Copy each line of the data below in which the word "false" can be found.

━━━━━━━━━━

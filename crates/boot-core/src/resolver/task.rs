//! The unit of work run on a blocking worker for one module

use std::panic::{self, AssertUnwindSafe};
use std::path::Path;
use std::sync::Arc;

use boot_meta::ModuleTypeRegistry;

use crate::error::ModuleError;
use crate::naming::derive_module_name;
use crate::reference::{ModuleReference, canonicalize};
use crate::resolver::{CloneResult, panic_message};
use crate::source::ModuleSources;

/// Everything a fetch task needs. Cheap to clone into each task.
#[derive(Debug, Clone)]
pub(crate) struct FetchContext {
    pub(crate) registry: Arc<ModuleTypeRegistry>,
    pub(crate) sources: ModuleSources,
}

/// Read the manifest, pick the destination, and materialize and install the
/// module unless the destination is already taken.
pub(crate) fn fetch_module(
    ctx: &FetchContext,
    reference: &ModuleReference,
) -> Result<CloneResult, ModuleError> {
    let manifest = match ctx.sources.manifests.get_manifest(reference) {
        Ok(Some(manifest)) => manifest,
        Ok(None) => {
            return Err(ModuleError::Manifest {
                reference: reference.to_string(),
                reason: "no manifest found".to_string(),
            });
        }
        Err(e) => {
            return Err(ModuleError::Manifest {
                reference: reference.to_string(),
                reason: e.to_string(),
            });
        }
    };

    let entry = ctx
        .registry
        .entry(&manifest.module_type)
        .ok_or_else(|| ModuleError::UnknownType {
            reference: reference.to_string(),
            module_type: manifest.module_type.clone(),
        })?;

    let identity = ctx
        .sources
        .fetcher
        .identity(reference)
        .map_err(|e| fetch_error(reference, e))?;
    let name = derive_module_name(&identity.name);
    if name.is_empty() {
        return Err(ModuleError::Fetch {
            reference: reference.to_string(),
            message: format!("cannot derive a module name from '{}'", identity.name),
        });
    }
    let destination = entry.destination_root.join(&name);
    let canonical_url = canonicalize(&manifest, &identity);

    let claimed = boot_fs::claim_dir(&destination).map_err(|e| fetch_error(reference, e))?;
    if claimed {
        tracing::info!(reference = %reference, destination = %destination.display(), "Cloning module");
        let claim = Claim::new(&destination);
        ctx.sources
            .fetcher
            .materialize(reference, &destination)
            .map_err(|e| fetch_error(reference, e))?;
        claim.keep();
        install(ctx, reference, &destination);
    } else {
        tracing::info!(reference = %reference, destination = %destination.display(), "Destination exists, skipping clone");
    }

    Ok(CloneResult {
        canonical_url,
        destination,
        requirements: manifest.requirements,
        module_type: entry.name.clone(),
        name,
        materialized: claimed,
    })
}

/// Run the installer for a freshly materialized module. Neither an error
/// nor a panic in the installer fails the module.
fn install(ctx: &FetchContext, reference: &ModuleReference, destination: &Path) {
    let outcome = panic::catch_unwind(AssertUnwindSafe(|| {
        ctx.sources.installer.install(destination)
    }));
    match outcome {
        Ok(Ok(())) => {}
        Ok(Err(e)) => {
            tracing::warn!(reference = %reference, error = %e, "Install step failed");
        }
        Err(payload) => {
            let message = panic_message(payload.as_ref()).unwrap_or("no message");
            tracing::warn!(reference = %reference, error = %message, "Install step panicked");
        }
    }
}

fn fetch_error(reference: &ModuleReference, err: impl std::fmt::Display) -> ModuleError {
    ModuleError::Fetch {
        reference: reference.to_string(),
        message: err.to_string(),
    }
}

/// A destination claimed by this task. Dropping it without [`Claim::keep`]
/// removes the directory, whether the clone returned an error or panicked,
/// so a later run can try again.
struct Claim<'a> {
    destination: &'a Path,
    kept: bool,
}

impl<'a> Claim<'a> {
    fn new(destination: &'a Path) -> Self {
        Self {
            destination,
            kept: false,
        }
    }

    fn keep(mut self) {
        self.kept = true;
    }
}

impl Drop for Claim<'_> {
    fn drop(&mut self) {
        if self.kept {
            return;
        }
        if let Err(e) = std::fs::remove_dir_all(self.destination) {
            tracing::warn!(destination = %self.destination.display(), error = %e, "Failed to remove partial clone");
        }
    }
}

━━━━━━━━━━

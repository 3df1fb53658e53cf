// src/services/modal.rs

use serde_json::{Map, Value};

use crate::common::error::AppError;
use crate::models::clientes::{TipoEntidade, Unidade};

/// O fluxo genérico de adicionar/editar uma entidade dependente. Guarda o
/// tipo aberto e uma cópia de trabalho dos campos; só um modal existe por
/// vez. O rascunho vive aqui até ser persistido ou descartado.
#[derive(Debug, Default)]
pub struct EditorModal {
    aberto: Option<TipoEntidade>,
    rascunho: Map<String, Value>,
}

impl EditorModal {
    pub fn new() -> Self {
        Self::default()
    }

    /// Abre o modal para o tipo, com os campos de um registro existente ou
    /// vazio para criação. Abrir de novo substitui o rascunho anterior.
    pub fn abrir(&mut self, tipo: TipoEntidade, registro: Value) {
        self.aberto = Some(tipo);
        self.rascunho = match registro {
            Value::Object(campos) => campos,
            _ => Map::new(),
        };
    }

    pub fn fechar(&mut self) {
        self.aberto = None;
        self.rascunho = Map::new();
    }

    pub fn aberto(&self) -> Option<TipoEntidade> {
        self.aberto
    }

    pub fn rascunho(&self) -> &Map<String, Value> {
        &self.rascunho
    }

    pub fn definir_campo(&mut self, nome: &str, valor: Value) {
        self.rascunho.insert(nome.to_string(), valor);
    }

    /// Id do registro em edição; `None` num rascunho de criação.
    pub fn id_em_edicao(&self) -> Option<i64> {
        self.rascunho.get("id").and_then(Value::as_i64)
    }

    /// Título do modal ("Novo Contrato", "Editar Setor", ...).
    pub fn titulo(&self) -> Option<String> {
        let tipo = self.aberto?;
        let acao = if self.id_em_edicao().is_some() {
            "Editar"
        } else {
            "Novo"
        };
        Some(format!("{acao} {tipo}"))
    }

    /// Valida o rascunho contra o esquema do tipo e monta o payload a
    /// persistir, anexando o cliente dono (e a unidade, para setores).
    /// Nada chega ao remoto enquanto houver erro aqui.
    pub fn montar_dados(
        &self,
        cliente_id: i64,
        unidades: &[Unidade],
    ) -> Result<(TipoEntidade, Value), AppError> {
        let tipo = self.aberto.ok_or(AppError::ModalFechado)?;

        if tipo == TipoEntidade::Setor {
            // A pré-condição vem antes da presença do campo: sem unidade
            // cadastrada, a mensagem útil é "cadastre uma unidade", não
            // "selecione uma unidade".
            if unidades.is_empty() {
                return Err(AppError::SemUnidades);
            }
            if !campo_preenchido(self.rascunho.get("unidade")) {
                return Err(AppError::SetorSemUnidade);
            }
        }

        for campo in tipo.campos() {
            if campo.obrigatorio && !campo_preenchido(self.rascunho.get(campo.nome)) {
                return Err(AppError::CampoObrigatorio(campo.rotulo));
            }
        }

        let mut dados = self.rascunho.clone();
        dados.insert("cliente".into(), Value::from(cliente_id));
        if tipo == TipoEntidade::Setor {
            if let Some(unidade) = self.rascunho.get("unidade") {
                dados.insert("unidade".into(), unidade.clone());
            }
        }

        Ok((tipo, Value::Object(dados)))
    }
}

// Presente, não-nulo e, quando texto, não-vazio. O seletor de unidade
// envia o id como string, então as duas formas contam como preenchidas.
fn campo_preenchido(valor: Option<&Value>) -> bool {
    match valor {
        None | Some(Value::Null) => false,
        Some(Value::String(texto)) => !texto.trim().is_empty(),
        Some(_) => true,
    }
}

━━━━━━━━━━

**SOLUTION FOR THIS EXERCISE:**
            kept: false,
        None | Some(Value::Null) => false,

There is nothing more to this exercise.